▶ [Assignment]: Copy out exactly the lines below that run from the one holding "and failed operations" to the one holding "pub const ASSISTANT: &'static", keeping both of those lines and no others.
+++
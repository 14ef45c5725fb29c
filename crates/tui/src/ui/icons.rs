// Codepad - Terminal Code Editor
// Copyright (C) 2024 Zhuo Zhang and Wuqi Zhang
//
// This program is free software: you can redistribute it and/or modify
// it under the terms of the GNU Affero General Public License as published by
// the Free Software Foundation, either version 3 of the License, or
// (at your option) any later version.
//
// This program is distributed in the hope that it will be useful,
// but WITHOUT ANY WARRANTY; without even the implied warranty of
// MERCHANTABILITY or FITNESS FOR A PARTICULAR PURPOSE. See the
// GNU Affero General Public License for more details.
//
// You should have received a copy of the GNU Affero General Public License
// along with this program. If not, see <https://www.gnu.org/licenses/>.

//! Unicode icons and symbols used throughout the TUI

/// Collection of Unicode icons
#[derive(Debug, Clone)]
pub struct Icons;

impl Icons {
    // Status indicators
    /// Successful operations
    pub const SUCCESS: &'static str = "✔";
    /// Errors and failed operations
    pub const ERROR: &'static str = "✘";
    /// Warnings and validation markers
    pub const WARNING: &'static str = "⚠";
    /// Work in progress
    pub const PROCESSING: &'static str = "↻";

    // Editor gutter
    /// Breakpoint marker
    pub const BREAKPOINT: &'static str = "●";
    /// Line the simulated run is on
    pub const CURRENT_LINE: &'static str = "►";
    /// Gutter separator
    pub const GUTTER: &'static str = "│";

    // File tree
    /// Regular file
    pub const FILE: &'static str = "▤";
    /// Expanded folder
    pub const EXPANDED: &'static str = "▼";
    /// Collapsed folder
    pub const COLLAPSED: &'static str = "▶";
    /// Unsaved changes
    pub const MODIFIED: &'static str = "✎";

    // Chat
    /// User message prefix
    pub const USER: &'static str = "›";
    /// Assistant message prefix
    pub const ASSISTANT: &'static str = "✦";

    // Special characters
    /// Bullet point for lists
    pub const BULLET: &'static str = "•";
    /// Block cursor
    pub const CURSOR: &'static str = "█";
}
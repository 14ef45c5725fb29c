// Codepad - Terminal Code Editor
// Copyright (C) 2024 Zhuo Zhang and Wuqi Zhang
//
// This program is free software: you can redistribute it and/or modify
// it under the terms of the GNU Affero General Public License as published by
// the Free Software Foundation, either version 3 of the License, or
// (at your option) any later version.
//
// This program is distributed in the hope that it will be useful,
// but WITHOUT ANY WARRANTY; without even the implied warranty of
// MERCHANTABILITY or FITNESS FOR A PARTICULAR PURPOSE. See the
// GNU Affero General Public License for more details.
//
// You should have received a copy of the GNU Affero General Public License
// along with this program. If not, see <https://www.gnu.org/licenses/>.

//! AI request gateway.
//!
//! - [`prompt`] turns a structured [`AiRequest`] into prompt text
//! - [`client`] sends prompts to Ollama or Gemini
//! - [`fence`] pulls code out of fenced blocks in the reply

pub mod client;
pub mod fence;
pub mod prompt;

pub use client::{AiClient, AiConfig, AiError, AiProvider, GEMINI_KEY_HEADER};
pub use fence::{contains_code_block, extract_code_block};
pub use prompt::{build_prompt, AiRequest};
// Codepad - Terminal Code Editor
// Copyright (C) 2024 Zhuo Zhang and Wuqi Zhang
//
// This program is free software: you can redistribute it and/or modify
// it under the terms of the GNU Affero General Public License as published by
// the Free Software Foundation, either version 3 of the License, or
// (at your option) any later version.
//
// This program is distributed in the hope that it will be useful,
// but WITHOUT ANY WARRANTY; without even the implied warranty of
// MERCHANTABILITY or FITNESS FOR A PARTICULAR PURPOSE. See the
// GNU Affero General Public License for more details.
//
// You should have received a copy of the GNU Affero General Public License
// along with this program. If not, see <https://www.gnu.org/licenses/>.

//! Debug command - run the simulated debugger without a terminal UI

use codepad_common::Language;
use codepad_engine::{Action, NullSurface, Outcome, StartOutcome, StepOutcome, Workspace};
use eyre::{bail, Result, WrapErr};
use std::{fs, path::Path};

/// Validate `file`, start a session and step until it finishes or `steps`
/// steps were taken, then print the log and the variables
pub fn debug_file(
    file: &Path,
    language: Option<Language>,
    breakpoints: &[usize],
    steps: Option<usize>,
) -> Result<()> {
    let text = fs::read_to_string(file)
        .wrap_err_with(|| format!("Failed to read {}", file.display()))?;
    let language = language.unwrap_or_else(|| {
        Language::from_file_name(&file.file_name().map(|n| n.to_string_lossy()).unwrap_or_default())
    });
    tracing::info!(file = %file.display(), %language, "Starting headless debug session");

    let mut surface = NullSurface;
    let mut workspace = Workspace::with_content(language, &text);
    for line in breakpoints {
        (workspace, _) = workspace.apply(Action::ToggleBreakpoint(*line), &mut surface);
    }

    let (next, outcome) = workspace.apply(Action::StartDebugging, &mut surface);
    workspace = next;
    if let Outcome::Started(StartOutcome::RefusedDueToErrors { count }) = outcome {
        for marker in workspace.markers() {
            eprintln!(
                "{}:{}:{}: {}",
                file.display(),
                marker.start_line,
                marker.start_column,
                marker.message
            );
        }
        print!("{}", render_log(&workspace));
        bail!("{count} syntax issue(s) in {}", file.display());
    }

    let mut taken = 0;
    while steps.is_none_or(|limit| taken < limit) {
        let (next, outcome) = workspace.apply(Action::Step, &mut surface);
        workspace = next;
        taken += 1;
        if !matches!(outcome, Outcome::Stepped(StepOutcome::Moved(_))) {
            break;
        }
    }

    print!("{}", render_log(&workspace));
    if let Some(line) = workspace.session().current_line() {
        println!("Paused at line {line}");
    }
    println!();
    print!("{}", render_variables(&workspace));
    Ok(())
}

fn render_log(workspace: &Workspace) -> String {
    workspace.session().output().iter().map(|line| format!("{line}\n")).collect()
}

/// Variables as an aligned three-column table
fn render_variables(workspace: &Workspace) -> String {
    let variables = workspace.session().variables();
    if variables.is_empty() {
        return "No variables\n".to_string();
    }

    let name_width = variables.iter().map(|v| v.name.len()).max().unwrap_or(0).max(4);
    let mut out = format!("{:>4}  {:<name_width$}  VALUE\n", "LINE", "NAME");
    for var in variables {
        out.push_str(&format!("{:>4}  {:<name_width$}  {}\n", var.line, var.name, var.value));
    }
    out
}

#[cfg(test)]
mod tests {
    use super::*;

    #[test]
    fn test_variables_table_alignment() {
        let workspace =
            Workspace::with_content(Language::JavaScript, "let total = 1;\nconst x = 'a';");
        let (workspace, _) = workspace.apply(Action::StartDebugging, &mut NullSurface);

        let table = render_variables(&workspace);
        let lines: Vec<&str> = table.lines().collect();
        assert_eq!(lines[0], "LINE  NAME   VALUE");
        assert_eq!(lines[1], "   1  total  1");
        assert_eq!(lines[2], "   2  x      'a'");
    }

    #[test]
    fn test_no_variables() {
        let workspace = Workspace::with_content(Language::PlainText, "hello");
        assert_eq!(render_variables(&workspace), "No variables\n");
    }
}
+++
▶ [Solution for this task]:
    /// Errors and failed operations
    pub const ERROR: &'static str = "✘";
    /// Warnings and validation markers
    pub const WARNING: &'static str = "⚠";
    /// Work in progress
    pub const PROCESSING: &'static str = "↻";

    // Editor gutter
    /// Breakpoint marker
    pub const BREAKPOINT: &'static str = "●";
    /// Line the simulated run is on
    pub const CURRENT_LINE: &'static str = "►";
    /// Gutter separator
    pub const GUTTER: &'static str = "│";

    // File tree
    /// Regular file
    pub const FILE: &'static str = "▤";
    /// Expanded folder
    pub const EXPANDED: &'static str = "▼";
    /// Collapsed folder
    pub const COLLAPSED: &'static str = "▶";
    /// Unsaved changes
    pub const MODIFIED: &'static str = "✎";

    // Chat
    /// User message prefix
    pub const USER: &'static str = "›";
    /// Assistant message prefix
    pub const ASSISTANT: &'static str = "✦";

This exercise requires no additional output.